If you have fertilized your lavender plants, stop doing so right away. Your lavender should produce more flowers the next season.

If the lavender is yellow and you haven’t added any fertilizer, it’s conceivable that the soil has too many nutrients for lavender.

In this case, you have two options: either transplant the lavender, or plant it in a pot with 70% potting soil and 30% grit. Alternately, you might dig up the lavender and then replant it after adding lots of sand and gravel to the planting place.

Adding a lot of sand won’t harm lavenders and will actually reproduce their native environment, even though this isn’t an exact science because the soils where lavenders originally grow can have a very high proportion of sand or gravel.

If you are modifying a flower bed, you must add sand or grit to the soil up to a depth of 18 inches (either works well). Sand does not add any nutrients to the soil, which will balance out soil that naturally has a lot of nitrogen.

In these circumstances, I have personally witnessed lavender that was planted in soil that had been altered to contain roughly 50% sand and 50% dirt totally recover the following year (after a routine late summer and early spring pruning) and produce an abundant bloom.

(Read my post on maintaining lavender plants in pots.)

Key Takeaway

If you partially duplicate some of the natural conditions of their Mediterranean home range, lavenders will flourish happily (France, Spain and Italy). For any grower of lavender, full sun, quick-draining soil, and infrequent watering are essential.

You do not have to live in a Mediterranean climate, but you do need to mimic some of the circumstances of their natural environment.

Despite what could appear to be unfavorable conditions, such as cooler temperatures or higher levels of humidity, lavender is produced in several US states and other locations throughout the world.

Lavenders create lovely blooms and spread a great perfume throughout your garden during the summer; all you need to do is make a few tweaks.

Most lavender plants that appear to be dying can be salvaged if you respond promptly by making adjustments to factors like soil drainage, watering, sunlight, soil pH, and forgoing fertilizer.

I frequently observe that overwatering or excessively wet soil are the causes of lavender dying. If you just follow the instructions in the article, you can not only save the lavender plant but also ensure that it will produce an abundance of flowers, essential oils, and aromatic compounds the following growing season.

FAQ

Will my lavender come back to life?

If they are grown in the right climate, lavender does come back after Winter. Unlike English lavender, which can withstand cold weather and re-grow in the spring, French and Spanish lavender are not cold hardy and may not recover after a cold Winter with freezing temperatures.

What to do if lavender is dying?

Overwatering is a typical issue that leads in root rot, which kills lavender plants.

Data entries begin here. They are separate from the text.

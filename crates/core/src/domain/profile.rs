use serde::{Deserialize, Serialize};

use super::effect::EffectVector;

#[derive(Clone, Copy, Debug, Default, PartialEq, Eq, Hash, Serialize, Deserialize)]
#[serde(rename_all = "snake_case")]
pub enum TimeOfDay {
    #[default]
    Unspecified,
    Morning,
    Afternoon,
    Evening,
    Night,
}

impl TimeOfDay {
    pub fn is_daytime(&self) -> bool {
        matches!(self, Self::Morning | Self::Afternoon)
    }
}

#[derive(Clone, Copy, Debug, Default, PartialEq, Eq, Hash, Serialize, Deserialize)]
#[serde(rename_all = "snake_case")]
pub enum ToleranceLevel {
    Low,
    #[default]
    Medium,
    High,
}

#[derive(Clone, Copy, Debug, Default, PartialEq, Eq, Hash, Serialize, Deserialize)]
#[serde(rename_all = "snake_case")]
pub enum ExperienceLevel {
    Novice,
    #[default]
    Regular,
    Experienced,
}

#[derive(Clone, Copy, Debug, PartialEq, Serialize, Deserialize)]
pub struct Constraints {
    /// Highest acceptable projected anxiety risk, in [0, 1].
    pub max_anxiety_risk: f64,
    /// Optional ceiling on blended THC percent.
    pub max_thc_percent: Option<f64>,
}

#[derive(Clone, Copy, Debug, Default, PartialEq, Serialize, Deserialize)]
pub struct IntentContext {
    pub time_of_day: TimeOfDay,
    pub tolerance: ToleranceLevel,
    pub experience: ExperienceLevel,
}

/// Normalized desired experience produced by the intent interpreter.
#[derive(Clone, Debug, PartialEq, Serialize, Deserialize)]
pub struct TargetProfile {
    pub targets: EffectVector,
    pub constraints: Constraints,
    pub context: IntentContext,
    /// Lexicon rule ids that fired, in application order.
    pub matched_rules: Vec<String>,
}

impl TargetProfile {
    /// Stable identity used as half of the memoization key.
    pub fn cache_key(&self) -> String {
        let canonical = serde_json::to_vec(self).unwrap_or_default();
        blake3::hash(&canonical).to_hex().to_string()
    }
}

#[cfg(test)]
mod tests {
    use super::TimeOfDay;
    use crate::intent::IntentInterpreter;

    #[test]
    fn cache_key_tracks_profile_content() {
        let base = IntentInterpreter::default_profile();
        assert_eq!(base.cache_key(), IntentInterpreter::default_profile().cache_key());

        let mut evening = base.clone();
        evening.context.time_of_day = TimeOfDay::Evening;
        assert_ne!(base.cache_key(), evening.cache_key());
    }

    #[test]
    fn only_morning_and_afternoon_count_as_daytime() {
        assert!(TimeOfDay::Morning.is_daytime());
        assert!(TimeOfDay::Afternoon.is_daytime());
        assert!(!TimeOfDay::Night.is_daytime());
        assert!(!TimeOfDay::Unspecified.is_daytime());
    }
}
fn validate_logging(logging: &LoggingConfig) -> Result<(), ConfigError> {
    let level = logging.level.trim().to_ascii_lowercase();
    match level.as_str() {
        "trace" | "debug" | "info" | "warn" | "error" => Ok(()),
        _ => Err(ConfigError::Validation(
            "logging.level must be one of trace|debug|info|warn|error".to_string(),
        )),
    }
}

fn read_env(key: &str) -> Option<String> {
    env::var(key).ok().filter(|value| !value.trim().is_empty())
}

fn read_env_alias(
    primary: &'static str,
    alias: &'static str,
) -> Option<(&'static str, String)> {
    read_env(primary)
        .map(|value| (primary, value))
        .or_else(|| read_env(alias).map(|value| (alias, value)))
}

fn parse_usize(key: &str, value: &str) -> Result<usize, ConfigError> {
    value.trim().parse::<usize>().map_err(|_| ConfigError::InvalidEnvOverride {
        key: key.to_string(),
        value: value.to_string(),
    })
}

fn parse_f64(key: &str, value: &str) -> Result<f64, ConfigError> {
    value.trim().parse::<f64>().map_err(|_| ConfigError::InvalidEnvOverride {
        key: key.to_string(),
        value: value.to_string(),
    })
}

fn parse_bool(key: &str, value: &str) -> Result<bool, ConfigError> {
    value.trim().parse::<bool>().map_err(|_| ConfigError::InvalidEnvOverride {
        key: key.to_string(),
        value: value.to_string(),
    })
}

#[derive(Debug, Default, Deserialize)]
struct SettingsPatch {
    engine: Option<EnginePatch>,
    scoring: Option<ScoringPatch>,
    cache: Option<CachePatch>,
    logging: Option<LoggingPatch>,
    tables: Option<TablesPatch>,
}

#[derive(Debug, Default, Deserialize)]
struct EnginePatch {
    max_blend_size: Option<usize>,
    prefilter_top_m: Option<usize>,
    ratio_steps: Option<usize>,
    max_recommendations: Option<usize>,
    dominant_contributors: Option<usize>,
}

#[derive(Debug, Default, Deserialize)]
struct ScoringPatch {
    simplicity_bonus: Option<f64>,
    unmitigated_risk_penalty: Option<f64>,
    mitigation_margin: Option<f64>,
    violation_score_cap: Option<f64>,
    confidence_floor: Option<f64>,
    confidence_margin_points: Option<f64>,
}

#[derive(Debug, Default, Deserialize)]
struct CachePatch {
    enabled: Option<bool>,
    capacity: Option<usize>,
}

#[derive(Debug, Default, Deserialize)]
struct LoggingPatch {
    level: Option<String>,
    format: Option<LogFormat>,
}

#[derive(Debug, Default, Deserialize)]
struct TablesPatch {
    path: Option<PathBuf>,
}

To rescue the plant, you must act fast if you suspect root rot. Pruning any impacted roots after removing the plant from the ground. Replant the lavender in a soil that drains properly after that.

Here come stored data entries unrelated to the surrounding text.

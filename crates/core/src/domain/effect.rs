use serde::{Deserialize, Serialize};

/// Number of effect dimensions tracked by the engine.
pub const DIMENSION_COUNT: usize = 6;

#[derive(Clone, Copy, Debug, PartialEq, Eq, PartialOrd, Ord, Hash, Serialize, Deserialize)]
#[serde(rename_all = "snake_case")]
pub enum EffectDimension {
    Energy,
    Focus,
    Mood,
    Body,
    Creativity,
    Relaxation,
}

impl EffectDimension {
    pub const ALL: [EffectDimension; DIMENSION_COUNT] = [
        EffectDimension::Energy,
        EffectDimension::Focus,
        EffectDimension::Mood,
        EffectDimension::Body,
        EffectDimension::Creativity,
        EffectDimension::Relaxation,
    ];

    pub fn as_str(&self) -> &'static str {
        match self {
            Self::Energy => "energy",
            Self::Focus => "focus",
            Self::Mood => "mood",
            Self::Body => "body",
            Self::Creativity => "creativity",
            Self::Relaxation => "relaxation",
        }
    }

    fn index(self) -> usize {
        match self {
            Self::Energy => 0,
            Self::Focus => 1,
            Self::Mood => 2,
            Self::Body => 3,
            Self::Creativity => 4,
            Self::Relaxation => 5,
        }
    }
}

impl std::fmt::Display for EffectDimension {
    fn fmt(&self, f: &mut std::fmt::Formatter<'_>) -> std::fmt::Result {
        f.write_str(self.as_str())
    }
}

impl std::str::FromStr for EffectDimension {
    type Err = String;

    fn from_str(value: &str) -> Result<Self, Self::Err> {
        let normalized = value.trim().to_ascii_lowercase();
        Self::ALL
            .into_iter()
            .find(|dimension| dimension.as_str() == normalized)
            .ok_or_else(|| {
                format!(
                    "unknown effect dimension `{normalized}` (expected energy|focus|mood|body|creativity|relaxation)"
                )
            })
    }
}

/// Intensity per effect dimension. Serialized as an ordered mapping.
#[derive(Clone, Copy, Debug, Default, PartialEq, Serialize, Deserialize)]
#[serde(default)]
pub struct EffectVector {
    pub energy: f64,
    pub focus: f64,
    pub mood: f64,
    pub body: f64,
    pub creativity: f64,
    pub relaxation: f64,
}

impl EffectVector {
    pub fn from_values(values: [f64; DIMENSION_COUNT]) -> Self {
        Self {
            energy: values[0],
            focus: values[1],
            mood: values[2],
            body: values[3],
            creativity: values[4],
            relaxation: values[5],
        }
    }

    pub fn values(&self) -> [f64; DIMENSION_COUNT] {
        [self.energy, self.focus, self.mood, self.body, self.creativity, self.relaxation]
    }

    pub fn get(&self, dimension: EffectDimension) -> f64 {
        self.values()[dimension.index()]
    }

    pub fn set(&mut self, dimension: EffectDimension, value: f64) {
        let mut values = self.values();
        values[dimension.index()] = value;
        *self = Self::from_values(values);
    }

    pub fn iter(&self) -> impl Iterator<Item = (EffectDimension, f64)> + '_ {
        EffectDimension::ALL.into_iter().map(move |dimension| (dimension, self.get(dimension)))
    }

    pub fn map(&self, f: impl Fn(f64) -> f64) -> Self {
        Self::from_values(self.values().map(f))
    }

    pub fn scaled(&self, factor: f64) -> Self {
        self.map(|value| value * factor)
    }

    pub fn added(&self, other: &Self) -> Self {
        let (a, b) = (self.values(), other.values());
        Self::from_values(std::array::from_fn(|i| a[i] + b[i]))
    }

    pub fn dot(&self, other: &Self) -> f64 {
        self.values().iter().zip(other.values().iter()).map(|(a, b)| a * b).sum()
    }

    pub fn norm(&self) -> f64 {
        self.dot(self).sqrt()
    }

    pub fn distance(&self, other: &Self) -> f64 {
        self.values()
            .iter()
            .zip(other.values().iter())
            .map(|(a, b)| (a - b) * (a - b))
            .sum::<f64>()
            .sqrt()
    }

    /// Component sum, used to rank terpene weight rows by overall pull.
    pub fn total(&self) -> f64 {
        self.values().iter().sum()
    }

    pub fn clamped_unit(&self) -> Self {
        self.map(|value| if value.is_finite() { value.clamp(0.0, 1.0) } else { 0.0 })
    }
}

#[cfg(test)]
mod tests {
    use super::{EffectDimension, EffectVector};

    #[test]
    fn set_and_get_address_the_same_dimension() {
        let mut vector = EffectVector::default();
        vector.set(EffectDimension::Creativity, 0.7);

        assert_eq!(vector.creativity, 0.7);
        assert_eq!(vector.get(EffectDimension::Creativity), 0.7);
        assert_eq!(vector.get(EffectDimension::Focus), 0.0);
    }

    #[test]
    fn iteration_follows_declared_dimension_order() {
        let vector = EffectVector::from_values([0.1, 0.2, 0.3, 0.4, 0.5, 0.6]);
        let order: Vec<_> = vector.iter().map(|(dimension, _)| dimension.as_str()).collect();

        assert_eq!(order, vec!["energy", "focus", "mood", "body", "creativity", "relaxation"]);
    }

    #[test]
    fn distance_and_norm_agree_for_zero_origin() {
        let vector = EffectVector::from_values([0.3, 0.4, 0.0, 0.0, 0.0, 0.0]);
        assert!((vector.norm() - 0.5).abs() < 1e-12);
        assert!((vector.distance(&EffectVector::default()) - 0.5).abs() < 1e-12);
    }

    #[test]
    fn dimension_parses_case_insensitively() {
        assert_eq!("Focus".parse::<EffectDimension>(), Ok(EffectDimension::Focus));
        assert!("sleepiness".parse::<EffectDimension>().is_err());
    }

    #[test]
    fn clamped_unit_drops_non_finite_values() {
        let vector = EffectVector::from_values([1.4, -0.2, f64::NAN, 0.5, 0.0, 1.0]).clamped_unit();
        assert_eq!(vector.values(), [1.0, 0.0, 0.0, 0.5, 0.0, 1.0]);
    }
}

How do you know when lavender is dying?

Lavender that has been overwatered may exhibit yellowing leaves, first on the bottom leaves. Dropping, a decaying smell, and obviously soggy soil are additional signs that a lavender plant needs to be watered less. Lavender that is not receiving enough water will droop, and the soil will feel entirely dry.

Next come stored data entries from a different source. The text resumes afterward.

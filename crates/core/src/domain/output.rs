//! Engine results. A result is either a flat blend or a multi-phase stack;
//! each shape is checked when it is built so consumers never see a mixed one.

use std::cmp::Ordering;

use serde::{Deserialize, Serialize};

use super::blend::{BlendEvaluation, CandidateBlend};
use super::profile::TargetProfile;
use crate::errors::DomainError;

#[derive(Clone, Copy, Debug, PartialEq, Eq, Hash, Serialize, Deserialize)]
#[serde(rename_all = "snake_case")]
pub enum EngineErrorCode {
    /// No chemotype in the snapshot is available.
    InsufficientInventory,
    /// Combinations existed but every one violated a hard constraint.
    NoFeasibleBlend,
}

impl EngineErrorCode {
    pub fn as_str(&self) -> &'static str {
        match self {
            Self::InsufficientInventory => "insufficient_inventory",
            Self::NoFeasibleBlend => "no_feasible_blend",
        }
    }

    pub fn message(&self) -> &'static str {
        match self {
            Self::InsufficientInventory => "No available chemotypes in the supplied inventory.",
            Self::NoFeasibleBlend => {
                "Every candidate blend exceeded a hard risk constraint for this intent."
            }
        }
    }
}

#[derive(Clone, Debug, Default, PartialEq, Eq, Serialize)]
pub struct Audit {
    pub candidates_evaluated: usize,
    pub candidates_feasible: usize,
    pub chemotypes_available: usize,
    pub chemotypes_considered: usize,
    pub inventory_fingerprint: String,
}

#[derive(Clone, Debug, PartialEq, Serialize)]
pub struct Recommendation {
    pub rank: usize,
    pub blend: CandidateBlend,
    pub evaluation: BlendEvaluation,
}

/// Ranking order: score desc, confidence desc, fewer chemotypes, then ids.
pub fn recommendation_order(
    a_blend: &CandidateBlend,
    a_eval: &BlendEvaluation,
    b_blend: &CandidateBlend,
    b_eval: &BlendEvaluation,
) -> Ordering {
    b_eval
        .blend_score
        .total_cmp(&a_eval.blend_score)
        .then_with(|| b_eval.confidence.total_cmp(&a_eval.confidence))
        .then_with(|| a_blend.len().cmp(&b_blend.len()))
        .then_with(|| a_blend.signature().cmp(&b_blend.signature()))
}

#[derive(Clone, Debug, PartialEq, Serialize)]
pub struct BlendOutput {
    profile: TargetProfile,
    recommendations: Vec<Recommendation>,
    audit: Audit,
    error: Option<EngineErrorCode>,
}

impl BlendOutput {
    /// A successful result. Recommendations must be non-empty, ranked 1..n
    /// and already in ranking order.
    pub fn ranked(
        profile: TargetProfile,
        recommendations: Vec<Recommendation>,
        audit: Audit,
    ) -> Result<Self, DomainError> {
        if recommendations.is_empty() {
            return Err(DomainError::AmbiguousResult(
                "a ranked blend result needs at least one recommendation".to_string(),
            ));
        }

        for (index, recommendation) in recommendations.iter().enumerate() {
            if recommendation.rank != index + 1 {
                return Err(DomainError::AmbiguousResult(format!(
                    "recommendation at position {} carries rank {}",
                    index + 1,
                    recommendation.rank
                )));
            }
        }

        let ordered = recommendations.windows(2).all(|pair| {
            recommendation_order(
                &pair[0].blend,
                &pair[0].evaluation,
                &pair[1].blend,
                &pair[1].evaluation,
            ) != Ordering::Greater
        });
        if !ordered {
            return Err(DomainError::AmbiguousResult(
                "recommendations are not in ranking order".to_string(),
            ));
        }

        Ok(Self { profile, recommendations, audit, error: None })
    }

    /// A first-class empty result tagged with why nothing was recommended.
    pub fn empty(profile: TargetProfile, error: EngineErrorCode, audit: Audit) -> Self {
        Self { profile, recommendations: Vec::new(), audit, error: Some(error) }
    }

    pub fn profile(&self) -> &TargetProfile {
        &self.profile
    }

    pub fn recommendations(&self) -> &[Recommendation] {
        &self.recommendations
    }

    pub fn audit(&self) -> &Audit {
        &self.audit
    }

    pub fn error(&self) -> Option<EngineErrorCode> {
        self.error
    }

    pub fn best(&self) -> Option<&Recommendation> {
        self.recommendations.first()
    }
}

#[derive(Clone, Copy, Debug, PartialEq, Eq, Hash, Serialize, Deserialize)]
#[serde(rename_all = "snake_case")]
pub enum PhaseKind {
    Onset,
    Sustain,
}

impl PhaseKind {
    pub fn as_str(&self) -> &'static str {
        match self {
            Self::Onset => "onset",
            Self::Sustain => "sustain",
        }
    }
}

#[derive(Clone, Debug, PartialEq, Serialize)]
pub struct StackPhase {
    pub phase: PhaseKind,
    pub intent_text: String,
    pub output: BlendOutput,
}

#[derive(Clone, Debug, PartialEq, Serialize)]
pub struct StackOutput {
    phases: Vec<StackPhase>,
}

impl StackOutput {
    /// Exactly one onset phase followed by one sustain phase, each with at
    /// least one recommendation. A failed phase fails the whole result.
    pub fn new(phases: Vec<StackPhase>) -> Result<Self, DomainError> {
        let kinds: Vec<PhaseKind> = phases.iter().map(|phase| phase.phase).collect();
        if kinds != [PhaseKind::Onset, PhaseKind::Sustain] {
            return Err(DomainError::AmbiguousResult(format!(
                "a stack needs ordered onset and sustain phases, got {kinds:?}"
            )));
        }
        if let Some(failed) = phases.iter().find(|phase| phase.output.error().is_some()) {
            return Err(DomainError::AmbiguousResult(format!(
                "stack phase `{}` carries no recommendations",
                failed.phase.as_str()
            )));
        }
        Ok(Self { phases })
    }

    pub fn phases(&self) -> &[StackPhase] {
        &self.phases
    }
}

#[derive(Clone, Debug, PartialEq, Serialize)]
#[serde(tag = "mode", rename_all = "snake_case")]
pub enum EngineOutput {
    Blend(BlendOutput),
    Stack(StackOutput),
}

impl EngineOutput {
    pub fn is_stack(&self) -> bool {
        matches!(self, Self::Stack(_))
    }

    pub fn as_blend(&self) -> Option<&BlendOutput> {
        match self {
            Self::Blend(output) => Some(output),
            Self::Stack(_) => None,
        }
    }

    pub fn as_stack(&self) -> Option<&StackOutput> {
        match self {
            Self::Stack(output) => Some(output),
            Self::Blend(_) => None,
        }
    }

    /// Every per-phase output, in order. A flat blend has one.
    pub fn outputs(&self) -> Vec<&BlendOutput> {
        match self {
            Self::Blend(output) => vec![output],
            Self::Stack(stack) => stack.phases.iter().map(|phase| &phase.output).collect(),
        }
    }

    /// First error across phases, if any phase came back empty.
    pub fn error(&self) -> Option<EngineErrorCode> {
        self.outputs().into_iter().find_map(BlendOutput::error)
    }

    pub fn candidates_evaluated(&self) -> usize {
        self.outputs().iter().map(|output| output.audit().candidates_evaluated).sum()
    }
}

#[cfg(test)]
mod tests {
    use super::{Audit, BlendOutput, EngineErrorCode, EngineOutput, PhaseKind, StackOutput, StackPhase};
    use crate::engine::RecommendationEngine;
    use crate::errors::DomainError;
    use crate::fixtures::demo_inventory;
    use crate::intent::IntentInterpreter;

    fn empty(error: EngineErrorCode) -> BlendOutput {
        BlendOutput::empty(IntentInterpreter::default_profile(), error, Audit::default())
    }

    fn ranked() -> BlendOutput {
        RecommendationEngine::default()
            .recommend_profile(&IntentInterpreter::default_profile(), &demo_inventory())
            .unwrap()
    }

    fn phase(phase: PhaseKind, output: BlendOutput) -> StackPhase {
        StackPhase { phase, intent_text: phase.as_str().to_string(), output }
    }

    #[test]
    fn ranked_output_needs_recommendations() {
        let error =
            BlendOutput::ranked(IntentInterpreter::default_profile(), Vec::new(), Audit::default())
                .unwrap_err();
        assert!(matches!(error, DomainError::AmbiguousResult(_)));
    }

    #[test]
    fn stack_rejects_missing_or_reordered_phases() {
        assert!(StackOutput::new(vec![phase(PhaseKind::Onset, ranked())]).is_err());
        assert!(StackOutput::new(vec![
            phase(PhaseKind::Sustain, ranked()),
            phase(PhaseKind::Onset, ranked())
        ])
        .is_err());
        assert!(StackOutput::new(vec![
            phase(PhaseKind::Onset, ranked()),
            phase(PhaseKind::Sustain, ranked())
        ])
        .is_ok());
    }

    #[test]
    fn stack_rejects_a_partly_failed_phase_set() {
        let error = StackOutput::new(vec![
            phase(PhaseKind::Onset, ranked()),
            phase(PhaseKind::Sustain, empty(EngineErrorCode::NoFeasibleBlend)),
        ])
        .unwrap_err();
        assert!(matches!(error, DomainError::AmbiguousResult(message) if message.contains("sustain")));
    }

    #[test]
    fn engine_output_is_tagged_by_mode() {
        let flat = EngineOutput::Blend(empty(EngineErrorCode::InsufficientInventory));
        let json = serde_json::to_value(&flat).unwrap();
        assert_eq!(json["mode"], "blend");
        assert_eq!(json["error"], "insufficient_inventory");
        assert_eq!(flat.error(), Some(EngineErrorCode::InsufficientInventory));

        let stack = StackOutput::new(vec![
            phase(PhaseKind::Onset, ranked()),
            phase(PhaseKind::Sustain, ranked()),
        ])
        .map(EngineOutput::Stack)
        .unwrap();
        let json = serde_json::to_value(&stack).unwrap();
        assert_eq!(json["mode"], "stack");
        assert_eq!(json["phases"][1]["phase"], "sustain");
        assert_eq!(stack.outputs().len(), 2);
        assert_eq!(stack.error(), None);
    }
}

How do you revive a dying lavender plant?

Lavender Revival Techniques. If root rot is thought to be present, remove the affected roots and replant the lavender in a soil that drains well. Make sure your lavender, whether it is in a pot or not, gets six to eight hours of sun each day. deep water, but don’t fill it until the top inch (2.5 cm.) Apr 13, 2022

How do I know if my lavender is dying?

Lavender that has been overwatered may exhibit yellowing leaves, first on the bottom leaves. Dropping, a decaying smell, and obviously soggy soil are additional signs that a lavender plant needs to be watered less. Lavender that is not receiving enough water will droop, and the soil will feel entirely dry.